Segment Start: LISTED RECORDS
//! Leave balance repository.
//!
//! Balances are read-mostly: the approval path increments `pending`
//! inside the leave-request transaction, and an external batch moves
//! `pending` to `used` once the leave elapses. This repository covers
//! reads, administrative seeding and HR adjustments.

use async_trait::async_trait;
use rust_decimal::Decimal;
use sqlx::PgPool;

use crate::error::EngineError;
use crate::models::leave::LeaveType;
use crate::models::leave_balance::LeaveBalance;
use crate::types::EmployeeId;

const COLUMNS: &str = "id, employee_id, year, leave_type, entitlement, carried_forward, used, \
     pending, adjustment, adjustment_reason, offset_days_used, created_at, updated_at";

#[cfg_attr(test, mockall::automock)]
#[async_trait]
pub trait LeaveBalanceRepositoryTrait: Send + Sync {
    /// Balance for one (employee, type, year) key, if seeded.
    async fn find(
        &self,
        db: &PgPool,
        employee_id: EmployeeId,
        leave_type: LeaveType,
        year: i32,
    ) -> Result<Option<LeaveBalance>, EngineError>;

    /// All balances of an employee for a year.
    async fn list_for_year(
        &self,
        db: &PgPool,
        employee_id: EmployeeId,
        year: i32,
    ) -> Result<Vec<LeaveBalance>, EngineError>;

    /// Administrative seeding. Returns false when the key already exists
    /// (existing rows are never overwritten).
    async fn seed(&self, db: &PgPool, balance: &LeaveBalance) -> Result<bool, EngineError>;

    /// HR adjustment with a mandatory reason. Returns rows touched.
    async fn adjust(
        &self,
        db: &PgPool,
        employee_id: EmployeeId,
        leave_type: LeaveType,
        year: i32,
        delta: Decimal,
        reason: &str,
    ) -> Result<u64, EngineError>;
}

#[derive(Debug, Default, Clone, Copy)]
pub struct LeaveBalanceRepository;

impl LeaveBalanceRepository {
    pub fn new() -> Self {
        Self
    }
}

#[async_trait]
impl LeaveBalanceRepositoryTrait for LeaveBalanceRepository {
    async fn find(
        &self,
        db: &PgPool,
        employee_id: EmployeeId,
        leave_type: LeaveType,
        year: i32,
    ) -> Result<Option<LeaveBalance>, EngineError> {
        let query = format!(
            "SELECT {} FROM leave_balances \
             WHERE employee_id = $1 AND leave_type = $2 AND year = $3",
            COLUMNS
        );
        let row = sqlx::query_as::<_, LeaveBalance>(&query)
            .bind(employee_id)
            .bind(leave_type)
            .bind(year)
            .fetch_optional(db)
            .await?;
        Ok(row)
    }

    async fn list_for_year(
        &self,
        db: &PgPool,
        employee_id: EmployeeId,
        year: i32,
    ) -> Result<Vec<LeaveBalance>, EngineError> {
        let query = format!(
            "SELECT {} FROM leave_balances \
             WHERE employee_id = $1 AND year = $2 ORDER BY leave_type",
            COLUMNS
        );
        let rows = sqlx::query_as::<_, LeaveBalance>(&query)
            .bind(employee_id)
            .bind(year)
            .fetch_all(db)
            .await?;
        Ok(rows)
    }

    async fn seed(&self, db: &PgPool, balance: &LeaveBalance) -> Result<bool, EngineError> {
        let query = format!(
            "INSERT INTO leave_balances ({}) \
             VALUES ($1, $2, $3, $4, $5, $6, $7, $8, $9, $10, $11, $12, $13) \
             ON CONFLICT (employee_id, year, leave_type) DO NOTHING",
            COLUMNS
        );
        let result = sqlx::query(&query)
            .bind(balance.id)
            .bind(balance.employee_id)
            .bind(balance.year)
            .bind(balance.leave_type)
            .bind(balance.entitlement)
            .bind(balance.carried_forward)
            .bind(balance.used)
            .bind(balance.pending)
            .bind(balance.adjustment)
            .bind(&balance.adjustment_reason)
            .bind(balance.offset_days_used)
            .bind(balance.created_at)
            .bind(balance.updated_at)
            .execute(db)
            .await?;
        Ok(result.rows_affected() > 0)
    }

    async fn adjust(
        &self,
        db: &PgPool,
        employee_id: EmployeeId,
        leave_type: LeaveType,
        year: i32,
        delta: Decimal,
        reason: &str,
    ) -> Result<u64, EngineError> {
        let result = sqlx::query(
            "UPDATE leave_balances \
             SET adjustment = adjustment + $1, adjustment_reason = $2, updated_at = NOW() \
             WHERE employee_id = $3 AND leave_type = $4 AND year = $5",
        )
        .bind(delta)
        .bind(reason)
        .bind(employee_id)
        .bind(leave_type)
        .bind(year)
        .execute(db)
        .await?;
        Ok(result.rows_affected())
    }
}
Segment End: LISTED RECORDS
Segment Start: LISTED RECORDS
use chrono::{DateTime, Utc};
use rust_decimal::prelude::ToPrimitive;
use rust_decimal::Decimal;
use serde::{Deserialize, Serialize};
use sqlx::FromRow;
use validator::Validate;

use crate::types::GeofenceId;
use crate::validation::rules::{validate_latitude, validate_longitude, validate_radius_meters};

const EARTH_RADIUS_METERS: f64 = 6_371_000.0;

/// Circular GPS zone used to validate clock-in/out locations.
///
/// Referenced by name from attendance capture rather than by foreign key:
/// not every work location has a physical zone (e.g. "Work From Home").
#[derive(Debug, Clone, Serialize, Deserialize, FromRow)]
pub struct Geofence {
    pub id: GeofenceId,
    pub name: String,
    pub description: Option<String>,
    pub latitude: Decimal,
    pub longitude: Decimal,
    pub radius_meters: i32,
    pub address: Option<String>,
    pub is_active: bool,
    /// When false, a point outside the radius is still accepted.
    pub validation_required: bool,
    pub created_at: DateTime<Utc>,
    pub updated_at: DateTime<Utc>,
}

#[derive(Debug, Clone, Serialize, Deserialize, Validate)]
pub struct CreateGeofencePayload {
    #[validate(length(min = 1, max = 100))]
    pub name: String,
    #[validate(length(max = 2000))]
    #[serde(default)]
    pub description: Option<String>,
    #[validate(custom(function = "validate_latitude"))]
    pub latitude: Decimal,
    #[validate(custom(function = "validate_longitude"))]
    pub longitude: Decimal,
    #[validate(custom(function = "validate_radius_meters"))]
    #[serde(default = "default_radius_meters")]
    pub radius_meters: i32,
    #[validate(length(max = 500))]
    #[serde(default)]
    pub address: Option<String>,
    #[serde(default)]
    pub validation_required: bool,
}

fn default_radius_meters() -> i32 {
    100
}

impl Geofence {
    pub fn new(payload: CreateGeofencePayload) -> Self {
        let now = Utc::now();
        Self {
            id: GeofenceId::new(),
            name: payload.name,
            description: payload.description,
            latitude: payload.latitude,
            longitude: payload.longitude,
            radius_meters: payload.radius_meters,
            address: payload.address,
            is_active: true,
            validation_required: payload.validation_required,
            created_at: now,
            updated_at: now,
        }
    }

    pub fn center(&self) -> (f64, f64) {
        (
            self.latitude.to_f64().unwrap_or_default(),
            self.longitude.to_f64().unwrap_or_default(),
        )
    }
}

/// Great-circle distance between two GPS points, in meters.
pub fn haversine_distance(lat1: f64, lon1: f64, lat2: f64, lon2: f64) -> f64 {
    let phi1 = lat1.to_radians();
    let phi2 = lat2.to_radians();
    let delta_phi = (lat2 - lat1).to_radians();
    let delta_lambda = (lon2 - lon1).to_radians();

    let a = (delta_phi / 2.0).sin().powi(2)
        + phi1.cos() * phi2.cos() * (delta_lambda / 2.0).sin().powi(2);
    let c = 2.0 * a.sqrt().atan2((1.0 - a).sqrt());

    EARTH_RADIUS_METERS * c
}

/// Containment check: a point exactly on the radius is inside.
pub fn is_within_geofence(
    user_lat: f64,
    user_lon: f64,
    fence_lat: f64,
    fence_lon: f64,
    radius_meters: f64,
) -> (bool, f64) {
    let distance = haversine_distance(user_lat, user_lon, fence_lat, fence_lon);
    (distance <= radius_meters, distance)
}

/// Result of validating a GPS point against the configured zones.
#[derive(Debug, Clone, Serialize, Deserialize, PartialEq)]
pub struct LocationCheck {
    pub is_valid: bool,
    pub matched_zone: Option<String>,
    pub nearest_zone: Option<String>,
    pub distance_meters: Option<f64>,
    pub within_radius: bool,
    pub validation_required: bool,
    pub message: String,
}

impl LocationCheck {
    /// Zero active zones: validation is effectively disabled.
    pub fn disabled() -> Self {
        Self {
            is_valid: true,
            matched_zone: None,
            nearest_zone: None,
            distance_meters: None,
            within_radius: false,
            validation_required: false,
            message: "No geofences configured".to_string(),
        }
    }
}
Segment End: LISTED RECORDS
Gather up the lines containing the word "message" from these records and copy them.

    pub message: String,
            message: "No geofences configured".to_string(),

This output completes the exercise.